BritNed Development Limited v ABB AB, ABB Limited [2018] EWHC 3142 (Ch)

Judge: Marcus Smith J.

Citation: [2018] EWHC 3142 (Ch)


The Court considered the question of who the successful party was in a competition claim. The judge rejected the analysis that the party writing the cheque for damages was necessarily the loser for costs purposes. Nor did the existence of a withdrawn Part 36 offer affect the balance of costs. In the circumstances, it was appropriate for the parties to bear their own costs.

Longer Text:

The Court gave Judgment on a claim for damages arising out of a restriction of competition contrary to the Treaty on the Functioning of the European Union (“TFEU”) Preamble, Article 101.  The Court held that the Claimant had sustained losses as a result of the operation of a cartel and was entitled to damages.  In a subsequent Judgment, the Court dealt with the question of costs.  The Claimant submitted that the party who writes the cheque at the end of the day is the unsuccessful party and the party receiving the cheque is the successful party.  Marcus Smith J stated:

“4. I confess that I am not sure that the definition of success is so easy a concept, at least in this case.  In this case, there was, from the outset, a binding finding against ABB.  I refer to the Commission’s decision which found the existing existence of the cartel which found that ABB was party to that cartel and which found that the BritNed Interconnector was a cartelised project pursuant to that cartel.  In a very real sense, therefore, quantum was substantially the only issue before the Court. 

Absent one of the two factors that I list below, it was, one might well say, inevitable that ABB would be writing a cheque to BritNed.  It does not, therefore, axiomatically follow that simply because a payment was ordered in this case, that ABB was the loser.

The two factors were, first, that it was open to the Court to find there was no overcharge and no loss to BritNed at all (a contention which failed), although the outcome of the litigation in monetary terms was closer to ABB’s case than to BritNed’s.  the second factor was the existence of a Part 36 offer.  ABB had made a Part 36 offer which was withdrawn after trial but before Judgment.  The existence of the offer was no more than a factor to be taken into account in the Court’s decision as to costs.  The Judge continued:

12.  In terms of who writes the cheque, it is clear… that BritNed is the winner.  Against this, however, a number of points must be noted: 

  1. In terms of expectation, BritNed was substantially the loser in this case when measured by reference to its own Part 36 offer of €135m. BritNed recovered under 10% of this amount…
  2. What is more, ABB made an offer, which remained open throughout the trial, that BritNed failed to beat. 
  3. The case on overcharge advanced by BritNed substantially failed…
  4. It was a consequence of the failure, in relative terms, of BritNed’s overcharge claim that the lost profit claim failed.  So far as the regulatory cap issue was concerned, it might have to be said that that was something of a score draw for the parties.  On the fourth issue, BritNed lost on the compound interest claim, but in terms of the time spent, this was a relatively minor issue.
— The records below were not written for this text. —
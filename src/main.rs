use std::io::{BufRead, Write};
use std::path::PathBuf;
use std::sync::Arc;

use anyhow::{Context, Result};
use clap::{Args, Parser, Subcommand};
use tracing::{error, info};
use tracing_subscriber::EnvFilter;

use echoleaf::chat::{ChatSession, suggested_questions};
use echoleaf::clients::GeminiClient;
use echoleaf::config::{self, Config, RuntimeConfig};
use echoleaf::error::EchoLeafError;
use echoleaf::export;
use echoleaf::input::{UrlList, load_pdf, read_study_text};
use echoleaf::library::Library;
use echoleaf::models::{FormData, GeneratedContent, SavedStudy};
use echoleaf::options::{
    Audience, Category, Language, Length, OutputFormat, StyleRewrite, TaskTemplate, Tone,
};
use echoleaf::preferences::{Preferences, Theme};
use echoleaf::service::EchoLeaf;
use echoleaf::storage::{FileStore, KeyValueStore};

#[derive(Parser, Debug)]
#[command(author, version, about = "Turn scientific studies into clear, structured explanations", long_about = None)]
struct Cli {
    #[command(subcommand)]
    command: Command,
}

#[derive(Subcommand, Debug)]
enum Command {
    /// Generate an explanation from study text, a PDF, or URLs
    Synthesize(SynthesizeArgs),
    /// Ask follow-up questions, optionally about a saved study
    Chat {
        /// Library id of the study to use as context
        #[arg(long)]
        study: Option<String>,
    },
    /// Search-grounded overview of a topic
    Research {
        topic: String,
        /// Print raw JSON instead of Markdown
        #[arg(long)]
        json: bool,
    },
    /// Manage saved studies
    Library {
        #[command(subcommand)]
        action: LibraryAction,
    },
    /// Show or change the theme preference
    Theme {
        #[command(subcommand)]
        action: ThemeAction,
    },
    /// List every available style option
    Options,
}

#[derive(Args, Debug)]
struct SynthesizeArgs {
    /// Study text (or a list of topics, one per line)
    #[arg(long, conflicts_with_all = ["text_file", "pdf", "url"])]
    text: Option<String>,
    /// Read study text from a file ("-" for stdin)
    #[arg(long, conflicts_with_all = ["pdf", "url"])]
    text_file: Option<PathBuf>,
    /// PDF of the study
    #[arg(long, conflicts_with = "url")]
    pdf: Option<PathBuf>,
    /// Study URL (repeat for a multi-source synthesis)
    #[arg(long)]
    url: Vec<String>,
    #[arg(long, default_value_t = Tone::default())]
    tone: Tone,
    #[arg(long, default_value_t = OutputFormat::default())]
    format: OutputFormat,
    #[arg(long, default_value_t = Category::default())]
    category: Category,
    #[arg(long, default_value_t = Audience::default())]
    audience: Audience,
    #[arg(long, default_value_t = Length::default())]
    length: Length,
    /// Style rewrite (repeatable)
    #[arg(long)]
    style: Vec<StyleRewrite>,
    #[arg(long, default_value_t = Language::default())]
    language: Language,
    #[arg(long, default_value_t = TaskTemplate::default())]
    template: TaskTemplate,
    /// Use the higher-capability thinking model
    #[arg(long)]
    thinking: bool,
    /// Save the result to the library
    #[arg(long)]
    save: bool,
    /// Print raw JSON instead of Markdown
    #[arg(long)]
    json: bool,
}

#[derive(Subcommand, Debug)]
enum LibraryAction {
    List,
    Search { term: String },
    Show {
        id: String,
        #[arg(long)]
        json: bool,
    },
    Delete { id: String },
    /// Delete every saved study
    Clear {
        #[arg(long)]
        yes: bool,
    },
    Bibtex { id: String },
    Markdown { id: String },
}

#[derive(Subcommand, Debug)]
enum ThemeAction {
    Show,
    Set { theme: Theme },
    Toggle,
}

fn init_tracing(log_level: &str) {
    let filter = EnvFilter::try_new(log_level)
        .unwrap_or_else(|_| EnvFilter::new("echoleaf=info"));
    tracing_subscriber::fmt()
        .with_env_filter(filter)
        .with_writer(std::io::stderr)
        .init();
}

fn open_store(config: &Config) -> Arc<dyn KeyValueStore> {
    let dir = config.storage.resolve_data_dir();
    info!("Using data directory {}", dir.display());
    Arc::new(FileStore::new(dir))
}

fn pipeline(config: &Config) -> echoleaf::Result<EchoLeaf<GeminiClient>> {
    let key = config.require_api_key()?;
    let client = GeminiClient::new(&config.generation, key)?;
    Ok(EchoLeaf::new(client, config.clone()))
}

fn build_form(args: &SynthesizeArgs, config: &Config) -> echoleaf::Result<FormData> {
    let mut form = FormData {
        tone: args.tone,
        output_format: args.format,
        category: args.category,
        audience: args.audience,
        length: args.length,
        style_rewrite: args.style.clone(),
        language: args.language,
        task_template: args.template,
        thinking_mode: args.thinking,
        ..FormData::default()
    };

    if let Some(text) = &args.text {
        form.study_text = text.clone();
    } else if let Some(path) = &args.text_file {
        form.study_text = read_study_text(path)?;
    } else if let Some(path) = &args.pdf {
        form.study_file = Some(load_pdf(path)?);
    } else {
        let mut urls = UrlList::new(config.limits.max_urls);
        for url in &args.url {
            urls.add(url)?;
        }
        form.study_urls = urls.into_vec();
    }
    Ok(form)
}

fn print_content(content: &GeneratedContent, json: bool) -> Result<()> {
    if json {
        println!("{}", serde_json::to_string_pretty(content)?);
    } else {
        println!("{}", export::to_markdown(content));
    }
    Ok(())
}

fn find_study<'a>(library: &'a Library, id: &str) -> echoleaf::Result<&'a SavedStudy> {
    library
        .get(id)
        .ok_or_else(|| EchoLeafError::validation(format!("No saved study with id {id}")))
}

async fn run_synthesize(args: SynthesizeArgs, config: &Config) -> echoleaf::Result<()> {
    let form = build_form(&args, config)?;
    let app = pipeline(config)?;
    eprintln!("Generating ({})...", app.classify(&form));
    let content = app.synthesize(&form).await?;
    print_content(&content, args.json)?;

    if args.save {
        let mut library = Library::load(open_store(config));
        let saved = library.save(form, content);
        eprintln!("Study saved to your library (id {}).", saved.id);
    }
    Ok(())
}

async fn run_chat(study: Option<String>, config: &Config) -> echoleaf::Result<()> {
    let context = match study {
        Some(id) => {
            let library = Library::load(open_store(config));
            Some(find_study(&library, &id)?.generated_content.clone())
        }
        None => None,
    };
    let app = pipeline(config)?;
    let mut session = ChatSession::new();

    if let Some(ctx) = &context {
        eprintln!("Chatting about \"{}\". Try:", ctx.title);
        for q in suggested_questions(ctx) {
            eprintln!("  - {q}");
        }
    }
    eprintln!("Type a question, or an empty line to quit.");

    let stdin = std::io::stdin();
    let terminal = |e: std::io::Error| EchoLeafError::internal(format!("terminal I/O failed: {e}"));
    loop {
        eprint!("> ");
        std::io::stderr().flush().map_err(terminal)?;
        let mut line = String::new();
        if stdin.lock().read_line(&mut line).map_err(terminal)? == 0 || line.trim().is_empty() {
            break;
        }
        match app.send_message(&mut session, &line, context.as_ref()).await {
            Ok(reply) => println!("{reply}\n"),
            Err(e) => eprintln!("{}\n", e.user_message()),
        }
    }
    Ok(())
}

async fn run_research(topic: String, json: bool, config: &Config) -> echoleaf::Result<()> {
    let app = pipeline(config)?;
    eprintln!("Researching \"{}\"...", topic.trim());
    let data = app.research(&topic).await?;
    if json {
        println!("{}", serde_json::to_string_pretty(&data)?);
    } else {
        println!("{}", export::research_to_markdown(&data));
    }
    Ok(())
}

fn run_library(action: LibraryAction, config: &Config) -> echoleaf::Result<()> {
    let mut library = Library::load(open_store(config));
    match action {
        LibraryAction::List => list_studies(library.search("")),
        LibraryAction::Search { term } => {
            let hits = library.search(&term);
            if hits.is_empty() && !library.is_empty() {
                println!("No studies found matching your search.");
            }
            list_studies(hits);
        }
        LibraryAction::Show { id, json } => {
            let study = find_study(&library, &id)?;
            if json {
                println!("{}", serde_json::to_string_pretty(study)?);
            } else {
                println!("{}", export::to_markdown(&study.generated_content));
            }
        }
        LibraryAction::Delete { id } => {
            if library.delete(&id) {
                println!("Deleted {id}.");
            } else {
                return Err(EchoLeafError::validation(format!(
                    "No saved study with id {id}"
                )));
            }
        }
        LibraryAction::Clear { yes } => {
            if !yes {
                return Err(EchoLeafError::validation(
                    "This deletes every saved study and cannot be undone. Re-run with --yes.",
                ));
            }
            library.clear_all();
            println!("Library cleared.");
        }
        LibraryAction::Bibtex { id } => {
            println!("{}", export::to_bibtex(&find_study(&library, &id)?.generated_content));
        }
        LibraryAction::Markdown { id } => {
            println!("{}", export::to_markdown(&find_study(&library, &id)?.generated_content));
        }
    }
    Ok(())
}

fn list_studies(studies: Vec<&SavedStudy>) {
    if studies.is_empty() {
        println!("Your library is empty. Save a summary to get started.");
        return;
    }
    for study in studies {
        println!(
            "{}  {}  {}",
            study.id,
            study.saved_at.format("%Y-%m-%d"),
            study.generated_content.title
        );
    }
}

fn run_theme(action: ThemeAction, config: &Config) {
    let mut prefs = Preferences::load(open_store(config));
    let theme = match action {
        ThemeAction::Show => prefs.theme(),
        ThemeAction::Set { theme } => {
            prefs.set_theme(theme);
            theme
        }
        ThemeAction::Toggle => prefs.toggle_theme(),
    };
    println!("{theme}");
}

fn print_options() {
    fn section<T: std::fmt::Display>(name: &str, all: &[T]) {
        println!("{name}:");
        for item in all {
            println!("  {item}");
        }
    }
    section("Tones", Tone::ALL);
    section("Formats", OutputFormat::ALL);
    section("Categories", Category::ALL);
    section("Audiences", Audience::ALL);
    section("Lengths", Length::ALL);
    section("Style rewrites", StyleRewrite::ALL);
    section("Languages", Language::ALL);
    section("Task templates", TaskTemplate::ALL);
}

#[tokio::main]
async fn main() -> Result<()> {
    let cli = Cli::parse();
    config::load_env_file();
    init_tracing(&RuntimeConfig::load_from_env().log_level);
    let config = Config::load().context("failed to load configuration")?;

    let outcome = match cli.command {
        Command::Synthesize(args) => run_synthesize(args, &config).await,
        Command::Chat { study } => run_chat(study, &config).await,
        Command::Research { topic, json } => run_research(topic, json, &config).await,
        Command::Library { action } => run_library(action, &config),
        Command::Theme { action } => {
            run_theme(action, &config);
            Ok(())
        }
        Command::Options => {
            print_options();
            Ok(())
        }
    };

    if let Err(e) = outcome {
        error!("{}", e);
        eprintln!("{}", e.user_message());
        std::process::exit(1);
    }
    Ok(())
}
The Court went on to reject making an issues-based costs order.  The overcharge claim had been central to BritNed’s case and their analysis was not accepted, whereas ABB’s analysis was.  The Court indicated that if it were to award BritNed its costs, it would be on the basis of a discount of 40% to reflect the relative failure on the overcharge claim.  The Court also had to take into account the withdrawn Part 36 offer, and concluded that the existence of the offer was not enough, when quantification was so difficult, to reverse the incidence of costs.  Accordingly, ABB was not awarded its costs, but the Court considered that the making of a commercial offer early on that was not beaten by BritNed meant that it would be unjust for ABB to pay any of BritNed’s costs.  Each party had to bear its own costs.